Throughout the rehabilitation process for drugs or alcohol, they must learn the difference between healthy and unhealthy risk-taking and incorporate these ideas into their lives so that they can reach bigger goals. With many of the failures and hardships addicts have endured, it can be hard to get into the spirit of taking beneficial risks because of the fear of the unknown.

Ultimately though, it is only possible for a person in recovery to grow by stepping outside their comfort zone in ways that help them reach achievable goals.

Negative Risk-Taking through Substance Abuse

What makes something a risk or a risky undertaking? Any situation where a person takes action knowing that there could be potentially negative consequences can constitute a risk. People take risks because they believe the benefits may be worth any possible consequences.

However, there are different types of risks that a person can take, which can be either healthy or unhealthy. Addicts are known for taking foolish risks that often lead to dire consequences.

Someone with an addiction might engage in risky behavior such as drinking and driving, damaging their health through repeated substance abuse, breaking the law to support their habit, jeopardizing their career, or hurting family members and friends.

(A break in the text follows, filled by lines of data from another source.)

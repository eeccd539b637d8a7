//! Configuration schema definitions

use serde::{Deserialize, Serialize};
use std::ops::RangeInclusive;
use std::path::{Path, PathBuf};

use crate::error::{Error, Result};

/// Costs bcrypt accepts
pub const BCRYPT_COST_RANGE: RangeInclusive<u32> = 4..=31;

/// Session lifetimes that stay well inside the timestamp range
pub const SESSION_LIFETIME_DAYS_RANGE: RangeInclusive<i64> = 1..=36_500;

/// Main configuration structure
#[derive(Debug, Clone, Serialize, Deserialize, Default)]
pub struct Config {
    #[serde(default)]
    pub app: AppConfig,

    #[serde(default)]
    pub server: ServerConfig,

    /// Instance folder holding the config file and, by default, the database.
    /// Never read from the file itself.
    #[serde(skip)]
    pub instance_path: PathBuf,
}

impl Config {
    /// Create a default configuration rooted at an instance folder
    pub fn with_instance(instance_path: impl Into<PathBuf>) -> Self {
        Self {
            instance_path: instance_path.into(),
            ..Self::default()
        }
    }

    /// Reject values that would make every login or registration fail
    pub fn validate(&self) -> Result<()> {
        if !SESSION_LIFETIME_DAYS_RANGE.contains(&self.app.session_lifetime_days) {
            return Err(Error::Config(format!(
                "app.session_lifetime_days must be between {} and {}, got {}",
                SESSION_LIFETIME_DAYS_RANGE.start(),
                SESSION_LIFETIME_DAYS_RANGE.end(),
                self.app.session_lifetime_days
            )));
        }
        if !BCRYPT_COST_RANGE.contains(&self.app.bcrypt_cost) {
            return Err(Error::Config(format!(
                "app.bcrypt_cost must be between {} and {}, got {}",
                BCRYPT_COST_RANGE.start(),
                BCRYPT_COST_RANGE.end(),
                self.app.bcrypt_cost
            )));
        }
        Ok(())
    }

    /// Resolve the database file, relative paths land in the instance folder
    pub fn database_path(&self) -> PathBuf {
        resolve(&self.instance_path, &self.app.database)
    }
}

fn resolve(base: &Path, path: &Path) -> PathBuf {
    if path.is_absolute() {
        path.to_path_buf()
    } else {
        base.join(path)
    }
}

/// Application settings
#[derive(Debug, Clone, Serialize, Deserialize)]
pub struct AppConfig {
    /// Key used to sign session cookies
    #[serde(default = "default_secret_key")]
    pub secret_key: String,

    #[serde(default = "default_database")]
    pub database: PathBuf,

    #[serde(default = "default_session_lifetime_days")]
    pub session_lifetime_days: i64,

    #[serde(default = "default_bcrypt_cost")]
    pub bcrypt_cost: u32,
}

/// Insecure development default, override it when deploying
fn default_secret_key() -> String {
    "dev".to_string()
}

fn default_database() -> PathBuf {
    PathBuf::from("flaskr.sqlite")
}

fn default_session_lifetime_days() -> i64 {
    31
}

fn default_bcrypt_cost() -> u32 {
    bcrypt::DEFAULT_COST
}

impl Default for AppConfig {
    fn default() -> Self {
        Self {
            secret_key: default_secret_key(),
            database: default_database(),
            session_lifetime_days: default_session_lifetime_days(),
            bcrypt_cost: default_bcrypt_cost(),
        }
    }
}

/// Server configuration for the HTTP listener
#[derive(Debug, Clone, Serialize, Deserialize)]
pub struct ServerConfig {
    #[serde(default = "default_host")]
    pub host: String,

    #[serde(default = "default_port")]
    pub port: u16,
}

fn default_host() -> String {
    "127.0.0.1".to_string()
}

fn default_port() -> u16 {
    5000
}

impl Default for ServerConfig {
    fn default() -> Self {
        Self {
            host: default_host(),
            port: default_port(),
        }
    }
}
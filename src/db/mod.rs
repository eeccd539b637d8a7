//! SQLite access: the database handle, the schema reset and the
//! request-scoped connection.

pub mod models;
pub mod queries;

use rusqlite::Connection;
use std::fs;
use std::path::{Path, PathBuf};
use std::sync::{Arc, Mutex};
use tracing::{debug, info, warn};

use crate::error::{Error, Result};

pub use models::{Post, User};

/// Drops and recreates every table
pub const SCHEMA: &str = include_str!("schema.sql");

/// Handle to the database file. Cheap to clone; connections are opened on demand.
#[derive(Debug, Clone)]
pub struct Database {
    path: PathBuf,
}

impl Database {
    pub fn new(path: impl Into<PathBuf>) -> Self {
        Self { path: path.into() }
    }

    pub fn path(&self) -> &Path {
        &self.path
    }

    /// Open a new connection with foreign keys enforced
    pub fn connect(&self) -> Result<Connection> {
        let conn = Connection::open(&self.path)?;
        conn.pragma_update(None, "foreign_keys", "ON")?;
        Ok(conn)
    }

    /// Clear the existing data and create new tables
    pub fn init_db(&self) -> Result<()> {
        if let Some(parent) = self.path.parent().filter(|p| !p.as_os_str().is_empty()) {
            fs::create_dir_all(parent)?;
        }
        let conn = self.connect()?;
        conn.execute_batch(SCHEMA)?;
        info!("Initialized database at {}", self.path.display());
        Ok(())
    }
}

/// Connection scoped to a single request.
///
/// Nothing is opened until the first query; later queries in the same
/// request reuse the connection. It is closed by [`RequestDb::close`] at
/// teardown, or when the last clone is dropped.
#[derive(Clone)]
pub struct RequestDb {
    inner: Arc<RequestDbInner>,
}

struct RequestDbInner {
    database: Database,
    conn: Mutex<Option<Connection>>,
}

impl RequestDb {
    pub fn new(database: Database) -> Self {
        Self {
            inner: Arc::new(RequestDbInner {
                database,
                conn: Mutex::new(None),
            }),
        }
    }

    /// Run `f` against the request's connection, opening it if needed
    pub fn with_conn<F, T>(&self, f: F) -> Result<T>
    where
        F: FnOnce(&Connection) -> rusqlite::Result<T>,
    {
        let mut guard = self
            .inner
            .conn
            .lock()
            .map_err(|e| Error::Other(format!("DB lock poisoned: {}", e)))?;

        if guard.is_none() {
            debug!("Opening request connection to {}", self.inner.database.path().display());
            *guard = Some(self.inner.database.connect()?);
        }

        let conn = guard
            .as_ref()
            .ok_or_else(|| Error::Other("request connection unavailable".to_string()))?;
        Ok(f(conn)?)
    }

    pub fn is_open(&self) -> bool {
        self.inner
            .conn
            .lock()
            .map(|guard| guard.is_some())
            .unwrap_or(false)
    }

    /// Close the connection if one was opened. Safe to call more than once.
    pub fn close(&self) {
        let conn = match self.inner.conn.lock() {
            Ok(mut guard) => guard.take(),
            Err(_) => return,
        };
        if let Some(conn) = conn {
            debug!("Closing request connection");
            if let Err((_, e)) = conn.close() {
                warn!("Failed to close request connection: {}", e);
            }
        }
    }
}

impl Drop for RequestDbInner {
    fn drop(&mut self) {
        if let Ok(slot) = self.conn.get_mut() {
            if slot.take().is_some() {
                debug!("Request connection released on drop");
            }
        }
    }
}

#[cfg(test)]
mod tests {
    use super::*;
    use tempfile::TempDir;

    fn fresh_db(dir: &TempDir) -> Database {
        let db = Database::new(dir.path().join("nested").join("test.sqlite"));
        db.init_db().unwrap();
        db
    }

    #[test]
    fn test_init_db_creates_parent_and_tables() {
        let dir = TempDir::new().unwrap();
        let db = fresh_db(&dir);
        assert!(db.path().exists());

        let conn = db.connect().unwrap();
        let count: i64 = conn
            .query_row(
                "SELECT COUNT(*) FROM sqlite_master WHERE type = 'table' AND name IN ('user', 'post')",
                [],
                |row| row.get(0),
            )
            .unwrap();
        assert_eq!(count, 2);
    }

    #[test]
    fn test_init_db_wipes_existing_data() {
        let dir = TempDir::new().unwrap();
        let db = fresh_db(&dir);
        {
            let conn = db.connect().unwrap();
            let id = queries::create_user(&conn, "alice", "h").unwrap().unwrap();
            queries::create_post(&conn, "t", "", id).unwrap();
        }

        db.init_db().unwrap();

        let conn = db.connect().unwrap();
        assert!(queries::get_user_by_username(&conn, "alice").unwrap().is_none());
        assert!(queries::list_posts(&conn).unwrap().is_empty());
    }

    #[test]
    fn test_request_db_is_lazy_and_reused() {
        let dir = TempDir::new().unwrap();
        let request_db = RequestDb::new(fresh_db(&dir));
        assert!(!request_db.is_open());

        request_db
            .with_conn(|conn| conn.execute("INSERT INTO user (username, password) VALUES ('a', 'h')", []))
            .unwrap();
        assert!(request_db.is_open());

        // Same connection: last_insert_rowid survives between calls
        let rowid = request_db.with_conn(|conn| Ok(conn.last_insert_rowid())).unwrap();
        assert_eq!(rowid, 1);
    }

    #[test]
    fn test_close_is_idempotent() {
        let dir = TempDir::new().unwrap();
        let request_db = RequestDb::new(fresh_db(&dir));

        // Never opened
        request_db.close();
        assert!(!request_db.is_open());

        request_db.with_conn(|conn| queries::list_posts(conn)).unwrap();
        request_db.close();
        request_db.close();
        assert!(!request_db.is_open());
    }

    #[test]
    fn test_clones_share_one_connection() {
        let dir = TempDir::new().unwrap();
        let request_db = RequestDb::new(fresh_db(&dir));
        let clone = request_db.clone();

        clone.with_conn(|conn| queries::list_posts(conn)).unwrap();
        assert!(request_db.is_open());
        request_db.close();
        assert!(!clone.is_open());
    }
}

An addiction can involve a lot of risks which inevitably lead to severely negative consequences that outweigh any of the benefits of substance abuse. When an addict decides to become sober, they need to let go of this kind of reckless risk-taking behavior and learn to take different kinds of risks that benefit them rather than destroy their well-being.

Sobriety and Calculated Risks

In recovery, a sober person needs to learn to take calculated risks rather than foolish risks. A calculated risk means that you are able to carefully calculate the probability of failure before you take action.

This type of risk-taking means weighing the pros and cons of an action you want to take and making a more informed decision. With any risk, you can never eliminate the possibility of some type of negative consequence, but you can choose situations where the benefits significantly outweigh the risk.

An addict choosing to become sober or go to rehab is a type of risk in itself. They know going into a situation can be difficult and emotionally challenging, but the benefits of sobriety ultimately make it the best decision.

In recovery, addicts must also take the risk of beginning to trust people, which can be difficult after being isolated for a long time. Becoming closer with others and connecting can feel like a risk because there is always a possibility of being hurt, but in the end, it is beneficial for their progress. Other risks, like trying new activities and doing things that are slightly out of their comfort zone, can help them grow and reach valuable goals without any harm.

In early recovery, taking a few risks can be helpful, but addicts should avoid making any major life changes in the first few months or even the first year of recovery. As they become more advanced in their sobriety, they can eventually start to take bigger risks that help them reach important goals like getting a new job, going back to school, starting a new relationship, or moving to a new city. Facing risks takes effort, but over time it will become easier as each person in recovery experiences growing levels of success.